最低賃金額の大幅な引上げと地域間格差是正及び中小企業支援強化を求める会長声明


1 令和6年度の最低賃金額
厚生労働大臣は、近いうちに、中央最低賃金審議会(以下「中央審議会」という。)に対し、2025年(令和7年)度地域別最低賃金額改定の目安についての諮問を行
い、中央審議会から答申が行われる見込みである。昨年7月25日、中央審議会は、各都道府県の引上げ額の目安について、全国加重平均50円の引上げ(全国加重平均1054円)という答申を行った。これを受け、沖縄地方最低賃金審議会(以下「沖縄地方審議会」という。)は、56円の引上げの答申を行い、沖縄県における最低賃金額は、2024年(令和6年)10月9日以降952円となった。


2 最低賃金額の更なる引上げの必要性
(1)労働者の生活の安定確保
昨年沖縄地方審議会が引上率6.25%の引上げの答申を行ったことは、これまで当会が毎年求めてきた最低賃金額の引上げに沿うものであって評価できる。
しかしながら、時給952円では、1日8時間、週40時間、月173時間働いたとしても、月収16万4696円、年収約197万円にしかならない。
この収入では、労働者が賃金だけで自らの生活を維持し、将来のための貯蓄をしていくことは極めて困難であり、最低賃金法第1条が目的として掲げる「労働者の生活の安定」を図ることは困難である。


(2)物価の上昇
近年、食料品や光熱費など生活関連品の物価の上昇が続いており、消費者物価指数が令和2年を100とした場合、令和4年、5年、6年は、それぞれ、102.7、106.6、110.1となっている。また、特に生活に欠かせない食料品、殊に生鮮食品については、令和2年を100とした場合、令和4年、5年、6年は109.1、115.4、123.2となっている。
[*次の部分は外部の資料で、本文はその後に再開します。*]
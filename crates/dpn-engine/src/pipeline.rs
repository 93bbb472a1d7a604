//! End-to-end runs: load a net, explore it, classify it, repair it.

use std::path::Path;
use std::time::Instant;

use dpn_ir::loader::{load_net, load_net_file, LoadError};
use dpn_ir::net::{DataPetriNet, NetError};
use dpn_smt::constraints::{ConstraintError, ConstraintSolver};
use thiserror::Error;
use tracing::info;

use crate::composer::ComposerChoice;
use crate::explorer::{explore, CoveringPolicy, ExplorerOptions};
use crate::repair::{repair, RepairOptions, RepairReport};
use crate::result::VerificationOutcome;
use crate::soundness::{analyze, SoundnessKind};

#[derive(Debug, Error)]
pub enum PipelineError {
    #[error("Load error: {0}")]
    Load(#[from] LoadError),
    #[error("Net error: {0}")]
    Net(#[from] NetError),
    #[error("Solver error: {0}")]
    Solver(String),
    #[error("Inconclusive: {0}")]
    Inconclusive(String),
}

impl From<ConstraintError> for PipelineError {
    fn from(e: ConstraintError) -> Self {
        match e {
            ConstraintError::Backend(msg) => PipelineError::Solver(msg),
            ConstraintError::Inconclusive(msg) => PipelineError::Inconclusive(msg),
        }
    }
}

#[derive(Debug, Clone, PartialEq, Eq)]
pub struct PipelineOptions {
    pub policy: CoveringPolicy,
    pub composer: ComposerChoice,
    pub soundness: SoundnessKind,
    pub silent_transitions: bool,
    /// Per solver query; `0` leaves Z3's default.
    pub solver_timeout_secs: u64,
    pub max_states: usize,
    pub timeout_secs: u64,
}

impl Default for PipelineOptions {
    fn default() -> Self {
        Self {
            policy: CoveringPolicy::Exact,
            composer: ComposerChoice::Exact,
            soundness: SoundnessKind::Classical,
            silent_transitions: true,
            solver_timeout_secs: 0,
            max_states: 100_000,
            timeout_secs: 0,
        }
    }
}

impl PipelineOptions {
    pub fn explorer_options(&self) -> ExplorerOptions {
        ExplorerOptions {
            policy: self.policy,
            silent_transitions: self.silent_transitions,
            max_states: self.max_states,
            timeout_secs: self.timeout_secs,
        }
    }

    pub fn repair_options(&self, max_iterations: usize) -> RepairOptions {
        RepairOptions {
            max_iterations,
            max_states: self.max_states,
            timeout_secs: self.timeout_secs,
            composer: self.composer,
        }
    }
}

/// Explore `net` under `options.policy` and classify the result.
pub fn verify_net(
    net: &DataPetriNet,
    options: &PipelineOptions,
) -> Result<VerificationOutcome, PipelineError> {
    net.validate()?;
    let started = Instant::now();
    let mut solver = ConstraintSolver::z3(options.solver_timeout_secs);
    let space = explore(net, &mut solver, &options.composer, &options.explorer_options())?;
    let report = analyze(net, &space, options.soundness);
    info!(
        net = %net.name,
        sound = report.sound,
        states = space.len(),
        elapsed_ms = started.elapsed().as_millis() as u64,
        "verification finished"
    );
    Ok(VerificationOutcome::new(net, &space, report, solver.stats()))
}

/// [`verify_net`] on a JSON net document.
pub fn verify_source(
    json: &str,
    options: &PipelineOptions,
) -> Result<VerificationOutcome, PipelineError> {
    let net = load_net(json)?;
    verify_net(&net, options)
}

pub fn verify_file(
    path: impl AsRef<Path>,
    options: &PipelineOptions,
) -> Result<VerificationOutcome, PipelineError> {
    let net = load_net_file(path)?;
    verify_net(&net, options)
}

/// Strengthen guards of `net` until its coverability tree is all green.
pub fn repair_net(
    net: &DataPetriNet,
    options: &PipelineOptions,
    max_iterations: usize,
) -> Result<RepairReport, PipelineError> {
    net.validate()?;
    let started = Instant::now();
    let mut solver = ConstraintSolver::z3(options.solver_timeout_secs);
    let report = repair(net, &mut solver, &options.repair_options(max_iterations))?;
    info!(
        net = %net.name,
        verdict = ?report.verdict,
        iterations = report.iterations,
        elapsed_ms = started.elapsed().as_millis() as u64,
        "repair finished"
    );
    Ok(report)
}
use std::cmp::Ordering;
use std::fmt;

use serde::{Serialize, Serializer};

/// Token count of a single place. `Omega` stands for "unboundedly many".
#[derive(Debug, Clone, Copy, PartialEq, Eq, Hash)]
pub enum TokenCount {
    Finite(u32),
    Omega,
}

impl TokenCount {
    pub fn is_zero(self) -> bool {
        self == TokenCount::Finite(0)
    }

    pub fn is_omega(self) -> bool {
        self == TokenCount::Omega
    }

    /// `ω + k = ω`.
    pub fn add(self, k: u32) -> TokenCount {
        match self {
            TokenCount::Finite(n) => TokenCount::Finite(n.saturating_add(k)),
            TokenCount::Omega => TokenCount::Omega,
        }
    }

    /// `ω - k = ω`; `None` when a finite count holds fewer than `k` tokens.
    pub fn sub(self, k: u32) -> Option<TokenCount> {
        match self {
            TokenCount::Finite(n) => n.checked_sub(k).map(TokenCount::Finite),
            TokenCount::Omega => Some(TokenCount::Omega),
        }
    }

    pub fn at_least(self, k: u32) -> bool {
        match self {
            TokenCount::Finite(n) => n >= k,
            TokenCount::Omega => true,
        }
    }
}

impl PartialOrd for TokenCount {
    fn partial_cmp(&self, other: &Self) -> Option<Ordering> {
        Some(self.cmp(other))
    }
}

impl Ord for TokenCount {
    fn cmp(&self, other: &Self) -> Ordering {
        match (self, other) {
            (TokenCount::Finite(a), TokenCount::Finite(b)) => a.cmp(b),
            (TokenCount::Finite(_), TokenCount::Omega) => Ordering::Less,
            (TokenCount::Omega, TokenCount::Finite(_)) => Ordering::Greater,
            (TokenCount::Omega, TokenCount::Omega) => Ordering::Equal,
        }
    }
}

impl fmt::Display for TokenCount {
    fn fmt(&self, f: &mut fmt::Formatter<'_>) -> fmt::Result {
        match self {
            TokenCount::Finite(n) => write!(f, "{n}"),
            TokenCount::Omega => write!(f, "ω"),
        }
    }
}

impl Serialize for TokenCount {
    fn serialize<S: Serializer>(&self, serializer: S) -> Result<S::Ok, S::Error> {
        match self {
            TokenCount::Finite(n) => serializer.serialize_u32(*n),
            TokenCount::Omega => serializer.serialize_str("omega"),
        }
    }
}

/// Result of comparing two markings componentwise.
#[derive(Debug, Clone, Copy, PartialEq, Eq)]
pub enum MarkingOrder {
    Equal,
    GreaterThan,
    LessThan,
    Incomparable,
}

/// Token distribution over the places of a net, indexed by place id.
#[derive(Debug, Clone, PartialEq, Eq, Hash, Serialize)]
#[serde(transparent)]
pub struct Marking {
    tokens: Vec<TokenCount>,
}

impl Marking {
    pub fn new(tokens: Vec<TokenCount>) -> Self {
        Marking { tokens }
    }

    pub fn from_counts(counts: &[u32]) -> Self {
        Marking {
            tokens: counts.iter().map(|&n| TokenCount::Finite(n)).collect(),
        }
    }

    pub fn zeros(places: usize) -> Self {
        Marking {
            tokens: vec![TokenCount::Finite(0); places],
        }
    }

    pub fn len(&self) -> usize {
        self.tokens.len()
    }

    pub fn is_empty(&self) -> bool {
        self.tokens.is_empty()
    }

    pub fn get(&self, place: usize) -> TokenCount {
        self.tokens
            .get(place)
            .copied()
            .unwrap_or(TokenCount::Finite(0))
    }

    pub fn iter(&self) -> impl Iterator<Item = TokenCount> + '_ {
        self.tokens.iter().copied()
    }

    pub fn has_omega(&self) -> bool {
        self.tokens.iter().any(|t| t.is_omega())
    }

    /// Places holding `ω`.
    pub fn omega_places(&self) -> Vec<usize> {
        self.tokens
            .iter()
            .enumerate()
            .filter(|(_, t)| t.is_omega())
            .map(|(i, _)| i)
            .collect()
    }

    /// Componentwise comparison. Markings of different length never compare.
    pub fn compare(&self, other: &Marking) -> MarkingOrder {
        if self.tokens.len() != other.tokens.len() {
            return MarkingOrder::Incomparable;
        }
        let mut greater = false;
        let mut less = false;
        for (a, b) in self.tokens.iter().zip(&other.tokens) {
            match a.cmp(b) {
                Ordering::Greater => greater = true,
                Ordering::Less => less = true,
                Ordering::Equal => {}
            }
            if greater && less {
                return MarkingOrder::Incomparable;
            }
        }
        match (greater, less) {
            (false, false) => MarkingOrder::Equal,
            (true, false) => MarkingOrder::GreaterThan,
            (false, true) => MarkingOrder::LessThan,
            (true, true) => MarkingOrder::Incomparable,
        }
    }

    /// `self >= other` componentwise.
    pub fn covers(&self, other: &Marking) -> bool {
        matches!(
            self.compare(other),
            MarkingOrder::Equal | MarkingOrder::GreaterThan
        )
    }

    /// Sets every place where `self` exceeds `smaller` to `ω`.
    pub fn accelerate(&self, smaller: &Marking) -> Marking {
        let tokens = self
            .tokens
            .iter()
            .zip(&smaller.tokens)
            .map(|(a, b)| if a > b { TokenCount::Omega } else { *a })
            .collect();
        Marking { tokens }
    }

    /// Removes `weight` tokens from `place`; `None` if not enough are present.
    pub fn take(&self, place: usize, weight: u32) -> Option<Marking> {
        let mut tokens = self.tokens.clone();
        let slot = tokens.get_mut(place)?;
        *slot = slot.sub(weight)?;
        Some(Marking { tokens })
    }

    /// Adds `weight` tokens to `place`.
    pub fn put(&self, place: usize, weight: u32) -> Marking {
        let mut tokens = self.tokens.clone();
        if let Some(slot) = tokens.get_mut(place) {
            *slot = slot.add(weight);
        }
        Marking { tokens }
    }
}

impl FromIterator<TokenCount> for Marking {
    fn from_iter<I: IntoIterator<Item = TokenCount>>(iter: I) -> Self {
        Marking {
            tokens: iter.into_iter().collect(),
        }
    }
}

impl fmt::Display for Marking {
    fn fmt(&self, f: &mut fmt::Formatter<'_>) -> fmt::Result {
        write!(f, "[")?;
        for (i, t) in self.tokens.iter().enumerate() {
            if i > 0 {
                write!(f, ", ")?;
            }
            write!(f, "{t}")?;
        }
        write!(f, "]")
    }
}
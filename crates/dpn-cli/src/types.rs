#[derive(Clone, Copy, Debug, PartialEq, Eq)]
pub(crate) enum OutputFormat {
    Text,
    Json,
}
全国に比しても、沖縄県は輸送費が高いことから、全国的にも消費者物価は高く、直近(令和5年)の消費者物価地域差指数は、総合で99.6(全国13位)、食料に限れば沖縄県は全国で最も高く、106.4である。このような物価上昇の継続は、特に低所得世帯の生活に深刻な影響を及ぼしており、労働者の生活を守るために、労働者の実質賃金の上昇を実現する必要
がある。そのためにはまず最低賃金額を大きく引き上げることが何よりも重要である。


(3)子どもの貧困の抜本的な解決に資すること
近年、沖縄県において積極的に取り組まれている子どもの貧困についても、これを抜本的に解決するためには子育て世代の所得向上が不可欠であり、そのためにも最低賃金額の引上げが直接的かつ効果的である。


(4)政府の最低賃金引上げ目標
政府は、2025年(令和7年)6月13日に閣議決定された「経済財政運営と改革の基本方針2025」(骨太方針2025)において、最低賃金について、「2020年代に全国平均1,500円」という目標を明記した。このような政府の目標達成のためにも、最低賃金の引上げを加速させなければならない。


(5)最低賃金引上げによる影響について
最低賃金の引上げによる中小企業の経営圧迫を懸念する見方もある。しかしながら、令和6年度の改定にあたり、徳島県は目安額50円を34円上回る84円の引上げを決定し、1時間当たり980円の最低賃金額となったが、本年2月に実施した日本弁護士会連合会の徳島県調査において、雇用情勢、経営状況において大きな変化が見られておらず、最低賃金の引上げによる弊害が生じていないことが確認されている。後述する中小企業支援策の強化がなされれば、最低賃金引上げによる経営状況への影響はさらに小さくなると思われる。


(6)小括
以上からすれば、今年度も更なる最低賃金額の引上げが必要である。


3 最低賃金額の地域間格差是正の必要性
(1)東京都と沖縄県の最低賃金額の格差
最低賃金額の地域間格差が依然として大きいことも見過ごすことのできない重大な問題である。2024年(令和6年)の最低賃金は、最も高い東京都で時給1163円であるのに対し、沖縄県では時給952円であり、その間には211円もの開きがある。年収にすると、沖縄県は上記のとおり約197万円なのに対し、東京都は約241万円であり、その差は44万円にもなる。最低賃金額の高低と人口の転出入には相関関係があるところ、最低賃金の低い地方の経済が停滞することにより、地域間の格差が固定、拡大するものであることから、地域経済の活性化のためにも、地方における最低賃金額の引上げによる格差是正が必要である。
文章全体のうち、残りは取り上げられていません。